Recent work by Kalliatakis et al. [15] has shown that fine-tuned deep CNNs can address the human rights abuses classification problem to a certain extent. In this paper, we investigate the potency of representation learning methods in solving two independent, binary classification problems in the context of human rights image analysis:

  1. child labour / no child labour

  2. displaced populations / no displaced populations

As will be shown in the experimental section, we found that the integration of novel global emotional traits with a fine-tuned CNN reports an improvement in coverage up to 23.73% for child labour and 57.21% for displaced populations, over the sole use of a CNN classifier that is trained end-to-end using the given training data. Based on these new global emotional traits, our approach makes the following technical contributions:

(a) Children playing. (b) Child labour.
(c) Camping. (d) Displaced populations.
Fig. 1: In many instances, emotional traits can be the only notifying difference between an image that depicts human rights abuse and a non-violent situation.

First, we describe the design and implementation of an end-to-end system, which is used to estimate the emotional states of people, adopting the continuous dimensions of the

VAD Emotional State Model [23]. This model describes emotions using three numerical dimensions: Valence (V) to measure how positive or pleasant an emotion is; Arousal (A) to measure the agitation level of the person; and Dominance (D) that measures the control level of the situation by the person.

Our second technical contribution comprises a new mechanism capable of characterising an image based on the emotional states of all people in the scene, termed global emotional traits (GET). This mechanism exploits two of the continuous dimensions of the VAD emotional state model which are relevant to human rights image analysis. As will be explained in the following, global emotional traits are learned by jointly analysing each person and the entire scene similar to [17].

We present a human-centric, end-to-end model for recognising two types of human rights violations. Our central observation is that the proposed global emotional traits of an image, which expose the entire mood of a situation are highly informative for inferring potential human rights abuses, when used along with a standard image classification system. Finally, we describe HRA—Binary, a subset of the HRA dataset [15] as benchmark for this classification task. This is used to evaluate our GET-AID model.

The remainder of the paper is organized as follows. In Section II we review the related work on object detection, emotion recognition and human rights abuses recognition. In Section III, we introduce our method, GET-AID. In Section IV, we describe the subset of the HRA dataset. Section V discusses our results on human rights abuse classification. We conclude this paper in Section VI.

Ii Related work

This section gives an overview of the related work on human rights abuses recognition, which can be regarded as a category in image understanding. The background of object detection and emotion recognition are also investigated since they are important components in our human-centric approach.

Ii-a Human rights abuses understanding

Human rights abuses understanding plays a crucial role in human rights advocacy and accountability efforts. Automatic perception of potential human rights violations enables to discover content, that may otherwise be concealed by sheer volume of visual data. These automated systems are not producing evidence, but are instead narrowing down the volume of material that must be examined by human analysts who are making legitimate claims, that they then present in justice, accountability, or advocacy settings [2].

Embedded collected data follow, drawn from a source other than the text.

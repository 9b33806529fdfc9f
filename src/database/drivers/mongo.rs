use async_trait::async_trait;
use bson::oid::ObjectId;
use bson::{doc, Bson};
use futures::TryStreamExt;
use log::{debug, info};
use mongodb::options::ClientOptions;
use mongodb::{Client, Collection};
use serde::{Deserialize, Deserializer, Serialize};

use super::super::{AlbumStore, StoreError, UpdateOutcome};
use crate::model::{Album, AlbumId, AlbumPatch, NewAlbum};

pub const DRIVER_NAME: &str = "mongodb";
pub const DRIVER_NAME_SRV: &str = "mongodb+srv";
pub const COLLECTION_NAME: &str = "albums";

pub struct MongoConnector {
    albums: Collection<RawAlbum>,
}

impl MongoConnector {
    /// The database named in the connection string wins over `db_name`.
    pub async fn connect(dburl: &str, db_name: &str) -> Result<MongoConnector, StoreError> {
        let options = ClientOptions::parse(dburl).await?;
        let client = Client::with_options(options)?;
        let database = client
            .default_database()
            .unwrap_or_else(|| client.database(db_name));

        // the driver connects lazily; ping so a bad uri surfaces now
        database.run_command(doc! { "ping": 1 }, None).await?;
        info!("using database {:?}, collection {:?}", database.name(), COLLECTION_NAME);

        Ok(MongoConnector {
            albums: database.collection(COLLECTION_NAME),
        })
    }
}

#[async_trait]
impl AlbumStore for MongoConnector {
    async fn list_albums(&self) -> Result<Vec<Album>, StoreError> {
        let raw: Vec<RawAlbum> = self.albums.find(None, None).await?.try_collect().await?;
        Ok(raw.into_iter().map(RawAlbum::cook).collect())
    }

    async fn insert_album(&self, album: &NewAlbum) -> Result<AlbumId, StoreError> {
        let raw = RawAlbum {
            id: ObjectId::new(),
            band: album.band.clone(),
            title: album.title.clone(),
            year: album.year,
        };
        let result = self.albums.insert_one(&raw, None).await?;
        debug!("inserted album {}", result.inserted_id);
        Ok(AlbumId::from(raw.id))
    }

    async fn update_album(&self, id: &AlbumId, patch: &AlbumPatch) -> Result<UpdateOutcome, StoreError> {
        let fields = bson::to_document(patch)?;
        let result = self
            .albums
            .update_one(doc! { "_id": id.to_object_id() }, doc! { "$set": fields }, None)
            .await?;
        Ok(UpdateOutcome {
            matched: result.matched_count,
            modified: result.modified_count,
        })
    }

    async fn delete_album(&self, id: &AlbumId) -> Result<u64, StoreError> {
        let result = self
            .albums
            .delete_one(doc! { "_id": id.to_object_id() }, None)
            .await?;
        Ok(result.deleted_count)
    }

    async fn delete_all(&self) -> Result<u64, StoreError> {
        let result = self.albums.delete_many(doc! {}, None).await?;
        Ok(result.deleted_count)
    }
}

#[derive(Serialize, Deserialize, Debug, Clone)]
struct RawAlbum {
    #[serde(rename = "_id")]
    id: ObjectId,
    band: String,
    title: String,
    #[serde(deserialize_with = "lenient_year")]
    year: i32,
}

impl RawAlbum {
    fn cook(self) -> Album {
        Album {
            id: AlbumId::from(self.id),
            band: self.band,
            title: self.title,
            year: self.year,
        }
    }
}

/// Documents written by other clients may carry the year as a double,
/// a 64-bit integer or text.
fn lenient_year<'de, D>(deserializer: D) -> Result<i32, D::Error>
where
    D: Deserializer<'de>,
{
    use serde::de::Error;

    match Bson::deserialize(deserializer)? {
        Bson::Int32(v) => Ok(v),
        Bson::Int64(v) => i32::try_from(v).map_err(D::Error::custom),
        Bson::Double(v) if v.is_finite() => Ok(v.trunc() as i32),
        Bson::String(s) => s.trim().parse().map_err(D::Error::custom),
        other => Err(D::Error::custom(format!("unexpected year value {}", other))),
    }
}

One recent example of the potential use of AI to advance human rights analysis can be found in the work of the Center for Human Rights Science (CHRS) at Carnegie Mellon University [25], where they have created computer vision methods to rapidly process and analyse large amount of video by detecting audio (explosions and gunshots), detecting and counting people and synchronising multiple videos from different sources. Another example is the Event Labeling through Analytic Media Processing (E-LAMP) computer vision-based video analysis system [3] which is capable of detecting objects, sounds, speech, text, and event types in a video collection.

Though the above methods have shown good performance in their respective applications, a significant concern associated with human rights-related technology, is that the ability to extract large video collections tends to be limited to institutions with large staff base or access to expensive, technologically advanced tools and techniques [16]. A different group of methods based on a single given image alongside the first ever image dataset for the purpose of human rights violations recognition was introduced in [14]. Recently, Kalliatakis et al. [15] proposed to recognise human rights violations from a single image by fine-tuning object-centric and scene-centric CNNs on a larger, verified-by-experts image dataset. That work also introduced a web-demo for recognising human rights violations, accessible through computer or mobile device browsers.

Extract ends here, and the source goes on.